Chamamos de ambientes adoecedores aqueles em que há excesso de cobrança, falta de apoio, comunicação falha, relações desgastantes e pouca valorização das pessoas. São lugares onde o medo, a insegurança e a pressão constante fazem parte da rotina.
Nesses contextos, o colaborador não se sente seguro para errar, não encontra espaço para se expressar e, muitas vezes, precisa lidar sozinho com dificuldades emocionais. Com o tempo, isso pode gerar ansiedade, desmotivação, queda de desempenho e até esgotamento.
Por outro lado, existem os chamados ambientes acolhedores. E é importante esclarecer: acolher não significa ausência de cobrança ou falta de resultado.
Ambientes acolhedores são aqueles que combinam exigência com respeito, metas com suporte, resultados com cuidado.
São espaços onde:
- a comunicação é clara e respeitosa
- a liderança oferece apoio e escuta
- os erros são tratados como oportunidade de aprendizado
- há reconhecimento e valorização do trabalho
- as relações são mais saudáveis
Nesses ambientes, as pessoas tendem a se sentir mais seguras, engajadas e motivadas.
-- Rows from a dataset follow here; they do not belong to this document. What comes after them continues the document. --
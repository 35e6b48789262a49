use std::collections::HashMap;
use std::sync::{Arc, Mutex, PoisonError, Weak};
use std::time::Duration;

use async_trait::async_trait;
use rogaine_core::view::View;

/// Work to run when the player navigates away from a view.
#[async_trait]
pub trait LeaveHandler: Send + Sync {
    async fn on_leave(&self, to: View);
}

#[derive(Default)]
struct Registry {
    next_id: u64,
    handlers: HashMap<View, (u64, Arc<dyn LeaveHandler>)>,
}

type SharedRegistry = Arc<Mutex<Registry>>;

fn lock(registry: &Mutex<Registry>) -> std::sync::MutexGuard<'_, Registry> {
    registry.lock().unwrap_or_else(PoisonError::into_inner)
}

/// Per-view leave hooks, run on navigation within a time budget.
pub struct NavigationHooks {
    registry: SharedRegistry,
    budget: Duration,
}

/// Keeps a leave hook registered; dropping it removes the hook.
#[must_use = "the hook is removed when the registration is dropped"]
pub struct LeaveHookRegistration {
    registry: Weak<Mutex<Registry>>,
    view: View,
    id: u64,
}

impl Drop for LeaveHookRegistration {
    fn drop(&mut self) {
        let Some(registry) = self.registry.upgrade() else {
            return;
        };
        let mut guard = lock(&registry);
        // A newer registration for the same view stays in place.
        if guard
            .handlers
            .get(&self.view)
            .is_some_and(|(id, _)| *id == self.id)
        {
            guard.handlers.remove(&self.view);
        }
    }
}

impl NavigationHooks {
    #[must_use]
    pub fn new(budget: Duration) -> Self {
        Self {
            registry: SharedRegistry::default(),
            budget,
        }
    }

    #[must_use]
    pub fn budget(&self) -> Duration {
        self.budget
    }

    /// Register `handler` for leaving `view`, replacing any earlier one.
    pub fn register(&self, view: View, handler: Arc<dyn LeaveHandler>) -> LeaveHookRegistration {
        let mut guard = lock(&self.registry);
        guard.next_id += 1;
        let id = guard.next_id;
        guard.handlers.insert(view, (id, handler));
        LeaveHookRegistration {
            registry: Arc::downgrade(&self.registry),
            view,
            id,
        }
    }

    #[must_use]
    pub fn is_registered(&self, view: View) -> bool {
        lock(&self.registry).handlers.contains_key(&view)
    }

    /// Run the hook for `from`, waiting at most the budget, and return `to`.
    ///
    /// A hook that outlives the budget keeps running in the background.
    pub async fn navigate(&self, from: View, to: View) -> View {
        let handler = lock(&self.registry)
            .handlers
            .get(&from)
            .map(|(_, handler)| Arc::clone(handler));
        let Some(handler) = handler else {
            return to;
        };

        let task = tokio::spawn(async move { handler.on_leave(to).await });
        match tokio::time::timeout(self.budget, task).await {
            Ok(Ok(())) => {}
            Ok(Err(err)) => log::warn!("leave hook for {from} failed: {err}"),
            Err(_) => log::debug!("leave hook for {from} still running after {:?}", self.budget),
        }
        to
    }
}

#[cfg(test)]
mod tests {
    use super::*;
    use std::sync::atomic::{AtomicUsize, Ordering};

    struct Counting(Arc<AtomicUsize>);

    #[async_trait]
    impl LeaveHandler for Counting {
        async fn on_leave(&self, _to: View) {
            self.0.fetch_add(1, Ordering::SeqCst);
        }
    }

    struct Stuck;

    #[async_trait]
    impl LeaveHandler for Stuck {
        async fn on_leave(&self, _to: View) {
            tokio::time::sleep(Duration::from_secs(3_600)).await;
        }
    }

    #[tokio::test]
    async fn dropped_registration_is_never_invoked() {
        let hooks = NavigationHooks::new(Duration::from_secs(1));
        let calls = Arc::new(AtomicUsize::new(0));

        let registration = hooks.register(View::Result, Arc::new(Counting(Arc::clone(&calls))));
        assert_eq!(hooks.navigate(View::Result, View::Home).await, View::Home);
        assert_eq!(calls.load(Ordering::SeqCst), 1);

        drop(registration);
        assert!(!hooks.is_registered(View::Result));
        hooks.navigate(View::Result, View::Home).await;
        assert_eq!(calls.load(Ordering::SeqCst), 1);
    }

    #[tokio::test]
    async fn stale_registration_does_not_remove_newer_one() {
        let hooks = NavigationHooks::new(Duration::from_secs(1));
        let calls = Arc::new(AtomicUsize::new(0));

        let old = hooks.register(View::Result, Arc::new(Counting(Arc::clone(&calls))));
        let _new = hooks.register(View::Result, Arc::new(Counting(Arc::clone(&calls))));
        drop(old);

        assert!(hooks.is_registered(View::Result));
        hooks.navigate(View::Result, View::Setup).await;
        assert_eq!(calls.load(Ordering::SeqCst), 1);
    }

    #[tokio::test(start_paused = true)]
    async fn slow_hook_does_not_block_navigation() {
        let hooks = NavigationHooks::new(Duration::from_millis(200));
        let _registration = hooks.register(View::Result, Arc::new(Stuck));

        let to = hooks.navigate(View::Result, View::Rules).await;
        assert_eq!(to, View::Rules);
    }
}
use std::sync::Arc;

use rogaine_core::consent::{self, ConsentFlags, GateDecision};
use rogaine_core::view::View;
use storage::repository::PreferenceRepository;

use crate::Clock;
use crate::error::ConsentServiceError;

pub const CONSENT_SAFETY_KEY: &str = "rogaine_consent_safety_v1";
pub const CONSENT_TERMS_KEY: &str = "rogaine_consent_terms_v1";
pub const CONSENT_BLOCKED_KEY: &str = "rogaine_consent_blocked";

const FLAG_ON: &str = "1";

fn at_key(key: &str) -> String {
    format!("{key}_at")
}

/// Persisted consent flags and the navigation gate built on them.
#[derive(Clone)]
pub struct ConsentService {
    clock: Clock,
    preferences: Arc<dyn PreferenceRepository>,
}

impl ConsentService {
    #[must_use]
    pub fn new(clock: Clock, preferences: Arc<dyn PreferenceRepository>) -> Self {
        Self { clock, preferences }
    }

    async fn is_set(&self, key: &str) -> Result<bool, ConsentServiceError> {
        Ok(self.preferences.get_preference(key).await?.as_deref() == Some(FLAG_ON))
    }

    async fn set_acknowledged(&self, key: &str, on: bool) -> Result<(), ConsentServiceError> {
        if on {
            self.preferences.put_preference(key, FLAG_ON).await?;
            let now = self.clock.now_ms().to_string();
            self.preferences.put_preference(&at_key(key), &now).await?;
        } else {
            self.preferences.delete_preference(key).await?;
            self.preferences.delete_preference(&at_key(key)).await?;
        }
        Ok(())
    }

    /// # Errors
    ///
    /// Returns `ConsentServiceError::Storage` on read failures.
    pub async fn flags(&self) -> Result<ConsentFlags, ConsentServiceError> {
        Ok(ConsentFlags {
            blocked: self.is_set(CONSENT_BLOCKED_KEY).await?,
            safety_acknowledged: self.is_set(CONSENT_SAFETY_KEY).await?,
            terms_acknowledged: self.is_set(CONSENT_TERMS_KEY).await?,
        })
    }

    /// Record or withdraw the safety notice acknowledgement.
    ///
    /// # Errors
    ///
    /// Returns `ConsentServiceError::Storage` if the flag cannot be written.
    pub async fn set_safety_acknowledged(&self, on: bool) -> Result<(), ConsentServiceError> {
        self.set_acknowledged(CONSENT_SAFETY_KEY, on).await
    }

    /// Record or withdraw agreement to the terms.
    ///
    /// # Errors
    ///
    /// Returns `ConsentServiceError::Storage` if the flag cannot be written.
    pub async fn set_terms_acknowledged(&self, on: bool) -> Result<(), ConsentServiceError> {
        self.set_acknowledged(CONSENT_TERMS_KEY, on).await
    }

    /// Declining the terms withdraws agreement and blocks play.
    ///
    /// # Errors
    ///
    /// Returns `ConsentServiceError::Storage` if the flags cannot be written.
    pub async fn decline_terms(&self) -> Result<(), ConsentServiceError> {
        self.set_terms_acknowledged(false).await?;
        self.preferences
            .put_preference(CONSENT_BLOCKED_KEY, FLAG_ON)
            .await?;
        log::info!("terms declined, play blocked");
        Ok(())
    }

    /// # Errors
    ///
    /// Returns `ConsentServiceError::Storage` if the flag cannot be removed.
    pub async fn clear_block(&self) -> Result<(), ConsentServiceError> {
        self.preferences.delete_preference(CONSENT_BLOCKED_KEY).await?;
        Ok(())
    }

    /// Decide whether navigation to `target` may proceed.
    ///
    /// # Errors
    ///
    /// Returns `ConsentServiceError::Storage` if the flags cannot be read.
    pub async fn guard(&self, target: View) -> Result<GateDecision, ConsentServiceError> {
        if target.bypasses_consent() {
            return Ok(GateDecision::Allow);
        }
        Ok(consent::evaluate(target, self.flags().await?))
    }

    /// The view navigation actually lands on.
    ///
    /// # Errors
    ///
    /// Returns `ConsentServiceError::Storage` if the flags cannot be read.
    pub async fn resolve(&self, target: View) -> Result<View, ConsentServiceError> {
        Ok(match self.guard(target).await? {
            GateDecision::Allow => target,
            GateDecision::Redirect(view) => view,
        })
    }
}
use std::env;
use std::sync::atomic::{AtomicBool, Ordering};

/// Online/offline signal consulted before any network send.
pub trait Connectivity: Send + Sync {
    fn is_online(&self) -> bool;
}

/// A settable online flag.
#[derive(Debug)]
pub struct ConnectivityFlag {
    online: AtomicBool,
}

impl ConnectivityFlag {
    #[must_use]
    pub fn new(online: bool) -> Self {
        Self {
            online: AtomicBool::new(online),
        }
    }

    /// Online unless `ROGAINE_ONLINE=0`.
    #[must_use]
    pub fn from_env() -> Self {
        let forced_offline = env::var("ROGAINE_ONLINE").is_ok_and(|v| v.trim() == "0");
        Self::new(!forced_offline)
    }

    pub fn set_online(&self, online: bool) {
        self.online.store(online, Ordering::Release);
    }
}

impl Default for ConnectivityFlag {
    fn default() -> Self {
        Self::new(true)
    }
}

impl Connectivity for ConnectivityFlag {
    fn is_online(&self) -> bool {
        self.online.load(Ordering::Acquire)
    }
}
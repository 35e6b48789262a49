use std::sync::Arc;

use rand::Rng;
use rand::seq::SliceRandom;
use rogaine_core::model::{
    Achievement, EndReason, GameConfig, GameError, GameProgress, SpotId, StationEvent,
    StationEventKind, StationId,
};
use rogaine_core::scoring::ScoreBreakdown;
use storage::repository::{GameRepository, SpotRepository};

use crate::Clock;
use crate::error::GameServiceError;

/// Drives the lifecycle of the current game and keeps the slot persisted.
///
/// Every mutation loads the slot, applies the change and writes it back.
#[derive(Clone)]
pub struct GameService {
    clock: Clock,
    games: Arc<dyn GameRepository>,
    spots: Arc<dyn SpotRepository>,
}

impl GameService {
    #[must_use]
    pub fn new(
        clock: Clock,
        games: Arc<dyn GameRepository>,
        spots: Arc<dyn SpotRepository>,
    ) -> Self {
        Self {
            clock,
            games,
            spots,
        }
    }

    /// Start a new game now, replacing whatever the slot held.
    ///
    /// # Errors
    ///
    /// Returns `GameServiceError::Storage` if the game cannot be saved.
    pub async fn start(
        &self,
        config: GameConfig,
        cp_spot_ids: Vec<SpotId>,
    ) -> Result<GameProgress, GameServiceError> {
        let game = GameProgress::new(self.clock.now_ms(), config, cp_spot_ids);
        self.games.save_game(&game).await?;
        log::info!(
            "started game at {} ({} min, {} checkpoints)",
            game.started_at_ms(),
            config.duration_min(),
            game.cp_spot_ids().len()
        );
        Ok(game)
    }

    /// Start a new game with `count` checkpoints drawn from the judge-target spots.
    ///
    /// # Errors
    ///
    /// Returns `GameServiceError::NotEnoughCheckpoints` when fewer candidates exist,
    /// or a storage error.
    pub async fn start_with_random_checkpoints<R: Rng + ?Sized>(
        &self,
        config: GameConfig,
        count: usize,
        rng: &mut R,
    ) -> Result<GameProgress, GameServiceError> {
        let mut candidates: Vec<SpotId> = self
            .spots
            .list_judge_targets()
            .await?
            .into_iter()
            .map(|s| s.id)
            .collect();
        if candidates.len() < count {
            return Err(GameServiceError::NotEnoughCheckpoints {
                wanted: count,
                available: candidates.len(),
            });
        }
        candidates.shuffle(rng);
        candidates.truncate(count);
        self.start(config, candidates).await
    }

    /// # Errors
    ///
    /// Returns `GameServiceError::Storage` on read failures.
    pub async fn current(&self) -> Result<Option<GameProgress>, GameServiceError> {
        Ok(self.games.load_game().await?)
    }

    async fn mutate<T>(
        &self,
        apply: impl FnOnce(&mut GameProgress) -> Result<T, GameError>,
    ) -> Result<T, GameServiceError> {
        let mut game = self
            .games
            .load_game()
            .await?
            .ok_or(GameServiceError::NoActiveGame)?;
        let out = apply(&mut game)?;
        self.games.save_game(&game).await?;
        Ok(out)
    }

    /// Record a spot visit; returns `true` if it reached a new checkpoint.
    ///
    /// # Errors
    ///
    /// Returns `GameServiceError` if no game is running, it already finished,
    /// or storage fails.
    pub async fn visit_spot(&self, spot_id: SpotId) -> Result<bool, GameServiceError> {
        let reached = self.mutate(|g| g.visit_spot(spot_id)).await?;
        if reached {
            log::debug!("checkpoint reached");
        }
        Ok(reached)
    }

    /// # Errors
    ///
    /// Returns `GameServiceError` if the spot is not a checkpoint, no game is
    /// running, or storage fails.
    pub async fn mark_checkpoint_reached(&self, spot_id: SpotId) -> Result<bool, GameServiceError> {
        self.mutate(|g| g.mark_checkpoint_reached(spot_id)).await
    }

    /// # Errors
    ///
    /// Returns `GameServiceError` if no game is running, it already finished,
    /// or storage fails.
    pub async fn record_station_event(
        &self,
        kind: StationEventKind,
        station_id: StationId,
    ) -> Result<(), GameServiceError> {
        let event = StationEvent { kind, station_id };
        self.mutate(|g| g.record_station_event(event)).await
    }

    /// # Errors
    ///
    /// Returns `GameServiceError` if no game is running, it already finished,
    /// or storage fails.
    pub async fn unlock_achievement(
        &self,
        achievement: Achievement,
    ) -> Result<bool, GameServiceError> {
        self.mutate(|g| g.unlock_achievement(achievement)).await
    }

    /// End the game normally and score it.
    ///
    /// # Errors
    ///
    /// Returns `GameServiceError` if no game is running, it already finished,
    /// or storage fails.
    pub async fn finish(&self) -> Result<ScoreBreakdown, GameServiceError> {
        let now = self.clock.now_ms();
        let breakdown = self
            .mutate(|g| g.finish(now, EndReason::Completed))
            .await?;
        log::info!(
            "game finished: score {}, penalty {}",
            breakdown.score,
            breakdown.total_penalty
        );
        Ok(breakdown)
    }

    /// End the game without a result.
    ///
    /// # Errors
    ///
    /// Returns `GameServiceError` if no game is running, it already finished,
    /// or storage fails.
    pub async fn abandon(&self) -> Result<(), GameServiceError> {
        let now = self.clock.now_ms();
        self.mutate(|g| g.finish(now, EndReason::Abandoned).map(|_| ()))
            .await?;
        log::info!("game abandoned");
        Ok(())
    }

    /// # Errors
    ///
    /// Returns `GameServiceError::Storage` if the slot cannot be cleared.
    pub async fn clear(&self) -> Result<(), GameServiceError> {
        self.games.clear_game().await?;
        Ok(())
    }
}

#[cfg(test)]
mod tests {
    use super::*;
    use chrono::Duration;
    use rand::SeedableRng;
    use rand::rngs::StdRng;
    use rogaine_core::model::Spot;
    use rogaine_core::time::fixed_now_ms;
    use storage::repository::InMemoryRepository;

    fn service(repo: &InMemoryRepository, clock: Clock) -> GameService {
        GameService::new(clock, Arc::new(repo.clone()), Arc::new(repo.clone()))
    }

    #[tokio::test]
    async fn full_lifecycle_is_persisted() {
        let repo = InMemoryRepository::new();
        let mut clock = Clock::manual(fixed_now_ms());
        let svc = service(&repo, clock.clone());

        svc.start(
            GameConfig::new(60).unwrap(),
            vec![SpotId::new("S1"), SpotId::new("S2")],
        )
        .await
        .unwrap();
        assert!(svc.visit_spot(SpotId::new("S1")).await.unwrap());
        svc.record_station_event(StationEventKind::Board, StationId::new("T1"))
            .await
            .unwrap();

        clock.advance(Duration::minutes(63));
        let breakdown = svc.finish().await.unwrap();
        assert_eq!(breakdown.time_penalty, 3);
        assert_eq!(breakdown.checkpoint_penalty, 100);

        let stored = svc.current().await.unwrap().unwrap();
        assert_eq!(stored.penalty(), 103);
        assert_eq!(stored.visited_station_events().len(), 1);

        let err = svc.visit_spot(SpotId::new("S2")).await.unwrap_err();
        assert!(matches!(err, GameServiceError::Game(GameError::AlreadyFinished)));
    }

    #[tokio::test]
    async fn mutations_need_a_game() {
        let repo = InMemoryRepository::new();
        let svc = service(&repo, Clock::manual(fixed_now_ms()));
        let err = svc.visit_spot(SpotId::new("S1")).await.unwrap_err();
        assert!(matches!(err, GameServiceError::NoActiveGame));
    }

    #[tokio::test]
    async fn starting_again_overwrites_the_slot() {
        let repo = InMemoryRepository::new();
        let mut clock = Clock::manual(fixed_now_ms());
        let svc = service(&repo, clock.clone());

        svc.start(GameConfig::new(30).unwrap(), Vec::new()).await.unwrap();
        svc.abandon().await.unwrap();
        clock.advance(Duration::hours(1));
        let second = svc.start(GameConfig::new(30).unwrap(), Vec::new()).await.unwrap();

        let current = svc.current().await.unwrap().unwrap();
        assert_eq!(current.started_at_ms(), second.started_at_ms());
        assert!(!current.is_finished());
    }

    #[tokio::test]
    async fn random_checkpoints_come_from_judge_targets() {
        let repo = InMemoryRepository::new();
        repo.replace_spots(&[
            Spot::new(SpotId::new("J1"), "Judge 1", true),
            Spot::new(SpotId::new("J2"), "Judge 2", true),
            Spot::new(SpotId::new("J3"), "Judge 3", true),
            Spot::new(SpotId::new("N1"), "Plain", false),
        ])
        .await
        .unwrap();
        let svc = service(&repo, Clock::manual(fixed_now_ms()));
        let mut rng = StdRng::seed_from_u64(7);

        let game = svc
            .start_with_random_checkpoints(GameConfig::new(60).unwrap(), 2, &mut rng)
            .await
            .unwrap();
        assert_eq!(game.cp_spot_ids().len(), 2);
        assert!(game.cp_spot_ids().iter().all(|id| id.as_str().starts_with('J')));

        let err = svc
            .start_with_random_checkpoints(GameConfig::new(60).unwrap(), 4, &mut rng)
            .await
            .unwrap_err();
        assert!(matches!(
            err,
            GameServiceError::NotEnoughCheckpoints { wanted: 4, available: 3 }
        ));
    }
}
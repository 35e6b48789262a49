use std::collections::HashMap;
use std::fmt;
use std::sync::atomic::{AtomicBool, Ordering};
use std::sync::{Arc, Mutex, PoisonError};

use rogaine_core::model::GameProgress;
use storage::repository::PreferenceRepository;

use super::payload::build_payload_v1;
use super::sender::ResultSender;
use crate::connectivity::Connectivity;
use crate::reference_data::ReferenceData;

pub const DECISION_KEY_PREFIX: &str = "rogaine:result-submission:decision:v1:";

/// Preference key holding the decision for the game started at `started_at_ms`.
#[must_use]
pub fn decision_key(started_at_ms: i64) -> String {
    format!("{DECISION_KEY_PREFIX}{started_at_ms}")
}

#[derive(Debug, Clone, Copy, PartialEq, Eq)]
pub enum SubmissionDecision {
    Undecided,
    Sent,
    Skip,
}

impl SubmissionDecision {
    #[must_use]
    pub fn as_str(self) -> &'static str {
        match self {
            SubmissionDecision::Undecided => "undecided",
            SubmissionDecision::Sent => "sent",
            SubmissionDecision::Skip => "skip",
        }
    }

    /// Anything other than a terminal value reads as undecided.
    #[must_use]
    pub fn parse(raw: &str) -> Self {
        match raw.trim() {
            "sent" => SubmissionDecision::Sent,
            "skip" => SubmissionDecision::Skip,
            _ => SubmissionDecision::Undecided,
        }
    }

    #[must_use]
    pub fn is_final(self) -> bool {
        !matches!(self, SubmissionDecision::Undecided)
    }
}

impl fmt::Display for SubmissionDecision {
    fn fmt(&self, f: &mut fmt::Formatter<'_>) -> fmt::Result {
        f.write_str(self.as_str())
    }
}

/// What a submission attempt did. Diagnostic only; never an error.
#[derive(Debug, Clone, Copy, PartialEq, Eq)]
pub enum SubmissionOutcome {
    /// Submission is switched off or has no endpoint.
    Disabled,
    /// The game is unfinished or was abandoned.
    NotEligible,
    AlreadyDecided(SubmissionDecision),
    /// The player opted out; recorded as `Skip`.
    Skipped,
    Offline,
    /// Another send is running.
    InFlight,
    Sent,
    /// The send failed; the decision stays undecided.
    Failed,
}

struct InFlightGuard<'a>(&'a AtomicBool);

impl Drop for InFlightGuard<'_> {
    fn drop(&mut self) {
        self.0.store(false, Ordering::Release);
    }
}

/// Sends each finished game's result at most once.
pub struct SubmissionCoordinator {
    sender: Option<Arc<dyn ResultSender>>,
    token: Option<String>,
    preferences: Arc<dyn PreferenceRepository>,
    connectivity: Arc<dyn Connectivity>,
    decided: Mutex<HashMap<i64, SubmissionDecision>>,
    in_flight: AtomicBool,
}

impl SubmissionCoordinator {
    /// `sender` is `None` when submission is disabled.
    #[must_use]
    pub fn new(
        sender: Option<Arc<dyn ResultSender>>,
        token: Option<String>,
        preferences: Arc<dyn PreferenceRepository>,
        connectivity: Arc<dyn Connectivity>,
    ) -> Self {
        Self {
            sender,
            token,
            preferences,
            connectivity,
            decided: Mutex::new(HashMap::new()),
            in_flight: AtomicBool::new(false),
        }
    }

    #[must_use]
    pub fn enabled(&self) -> bool {
        self.sender.is_some()
    }

    fn cached(&self, started_at_ms: i64) -> Option<SubmissionDecision> {
        self.decided
            .lock()
            .unwrap_or_else(PoisonError::into_inner)
            .get(&started_at_ms)
            .copied()
    }

    /// Current decision for a game, from memory or the preference store.
    ///
    /// A storage failure reads as `Undecided`.
    pub async fn decision(&self, started_at_ms: i64) -> SubmissionDecision {
        if let Some(decision) = self.cached(started_at_ms) {
            return decision;
        }
        match self.preferences.get_preference(&decision_key(started_at_ms)).await {
            Ok(Some(raw)) => {
                let decision = SubmissionDecision::parse(&raw);
                if decision.is_final() {
                    self.remember(started_at_ms, decision);
                }
                decision
            }
            Ok(None) => SubmissionDecision::Undecided,
            Err(err) => {
                log::warn!("could not read submission decision: {err}");
                SubmissionDecision::Undecided
            }
        }
    }

    fn remember(&self, started_at_ms: i64, decision: SubmissionDecision) {
        self.decided
            .lock()
            .unwrap_or_else(PoisonError::into_inner)
            .insert(started_at_ms, decision);
    }

    /// Record a terminal decision unless one is already held; returns the
    /// decision that stands.
    async fn finalize(
        &self,
        started_at_ms: i64,
        decision: SubmissionDecision,
    ) -> SubmissionDecision {
        {
            let mut decided = self.decided.lock().unwrap_or_else(PoisonError::into_inner);
            let existing = decided.get(&started_at_ms).copied();
            if let Some(existing) = existing.filter(|d| d.is_final()) {
                return existing;
            }
            decided.insert(started_at_ms, decision);
        }
        if let Err(err) = self
            .preferences
            .put_preference(&decision_key(started_at_ms), decision.as_str())
            .await
        {
            log::warn!("could not persist submission decision {decision}: {err}");
        }
        decision
    }

    /// Offer a finished game for submission once.
    ///
    /// `opted_in` is the player's share checkbox at the moment of leaving.
    /// While a send is running every other attempt, opt-outs included,
    /// returns `InFlight`.
    pub async fn try_submit_once(
        &self,
        progress: &GameProgress,
        reference: &ReferenceData,
        opted_in: bool,
    ) -> SubmissionOutcome {
        let Some(sender) = self.sender.as_ref() else {
            return SubmissionOutcome::Disabled;
        };
        if !progress.is_completed() {
            return SubmissionOutcome::NotEligible;
        }
        let started_at_ms = progress.started_at_ms();
        let decision = self.decision(started_at_ms).await;
        if decision.is_final() {
            return SubmissionOutcome::AlreadyDecided(decision);
        }

        if self
            .in_flight
            .compare_exchange(false, true, Ordering::AcqRel, Ordering::Acquire)
            .is_err()
        {
            return SubmissionOutcome::InFlight;
        }
        let _guard = InFlightGuard(&self.in_flight);

        // A send that finished while we waited on the store has already decided.
        if let Some(decision) = self.cached(started_at_ms) {
            return SubmissionOutcome::AlreadyDecided(decision);
        }

        if !opted_in {
            return match self.finalize(started_at_ms, SubmissionDecision::Skip).await {
                SubmissionDecision::Skip => {
                    log::info!("result submission skipped by player");
                    SubmissionOutcome::Skipped
                }
                other => SubmissionOutcome::AlreadyDecided(other),
            };
        }
        if !self.connectivity.is_online() {
            log::debug!("offline, result submission deferred");
            return SubmissionOutcome::Offline;
        }

        let payload = match build_payload_v1(progress, reference, self.token.clone(), true) {
            Ok(payload) => payload,
            Err(err) => {
                log::warn!("result payload could not be built: {err}");
                return SubmissionOutcome::Failed;
            }
        };

        match sender.send(&payload).await {
            Ok(()) => match self.finalize(started_at_ms, SubmissionDecision::Sent).await {
                SubmissionDecision::Sent => {
                    log::info!("result submitted for game {started_at_ms}");
                    SubmissionOutcome::Sent
                }
                other => {
                    log::warn!("result sent but game {started_at_ms} was already {other}");
                    SubmissionOutcome::AlreadyDecided(other)
                }
            },
            Err(err) => {
                log::warn!("result submission failed, will retry on next leave: {err}");
                SubmissionOutcome::Failed
            }
        }
    }
}
use std::sync::Arc;
use std::sync::atomic::{AtomicBool, Ordering};

use async_trait::async_trait;
use rogaine_core::model::GameProgress;
use rogaine_core::view::View;

use super::coordinator::{SubmissionCoordinator, SubmissionDecision, SubmissionOutcome};
use crate::navigation::LeaveHandler;
use crate::reference_data::ReferenceData;

/// Runs the submission coordinator when the player leaves the result view.
pub struct ResultLeaveHandler {
    coordinator: Arc<SubmissionCoordinator>,
    progress: GameProgress,
    reference: ReferenceData,
    opted_in: AtomicBool,
}

impl ResultLeaveHandler {
    /// The share checkbox starts checked unless the game was already skipped.
    pub async fn new(
        coordinator: Arc<SubmissionCoordinator>,
        progress: GameProgress,
        reference: ReferenceData,
    ) -> Self {
        let decision = coordinator.decision(progress.started_at_ms()).await;
        Self {
            coordinator,
            progress,
            reference,
            opted_in: AtomicBool::new(decision != SubmissionDecision::Skip),
        }
    }

    #[must_use]
    pub fn opted_in(&self) -> bool {
        self.opted_in.load(Ordering::Acquire)
    }

    pub fn set_opted_in(&self, opted_in: bool) {
        self.opted_in.store(opted_in, Ordering::Release);
    }

    /// Submit now, as leaving would.
    pub async fn submit(&self) -> SubmissionOutcome {
        self.coordinator
            .try_submit_once(&self.progress, &self.reference, self.opted_in())
            .await
    }
}

#[async_trait]
impl LeaveHandler for ResultLeaveHandler {
    async fn on_leave(&self, to: View) {
        let outcome = self.submit().await;
        log::debug!("left result view for {to}: {outcome:?}");
    }
}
O psicóloga Christina Maslach, referência mundial no estudo do burnout, destaca que o esgotamento não está apenas relacionado ao indivíduo, mas à forma como o trabalho está estruturado e às condições oferecidas ao trabalhador.
Isso reforça uma ideia importante: o ambiente tem impacto direto na saúde mental.
Com as atualizações das normas de segurança do trabalho, como a NR-1, as empresas passam a ter ainda mais responsabilidade na identificação e gestão dos riscos psicossociais. Ou seja, promover um ambiente saudável deixa de ser apenas uma escolha e passa a ser também uma necessidade.
Essa mudança nos convida a refletir: o seu ambiente de trabalho tem sido um espaço de crescimento ou de desgaste? E mais do que isso: o que pode ser transformado dentro das organizações para promover mais saúde, respeito e equilíbrio?
Cuidar do ambiente de trabalho é cuidar das pessoas.
E cuidar das pessoas também é uma forma de melhorar resultados.
Quando o trabalho começa a impactar negativamente a saúde emocional, é importante não ignorar os sinais. Buscar ajuda profissional pode ser um passo fundamental para compreender melhor essas experiências e desenvolver formas mais saudáveis de lidar com os desafios do dia a dia.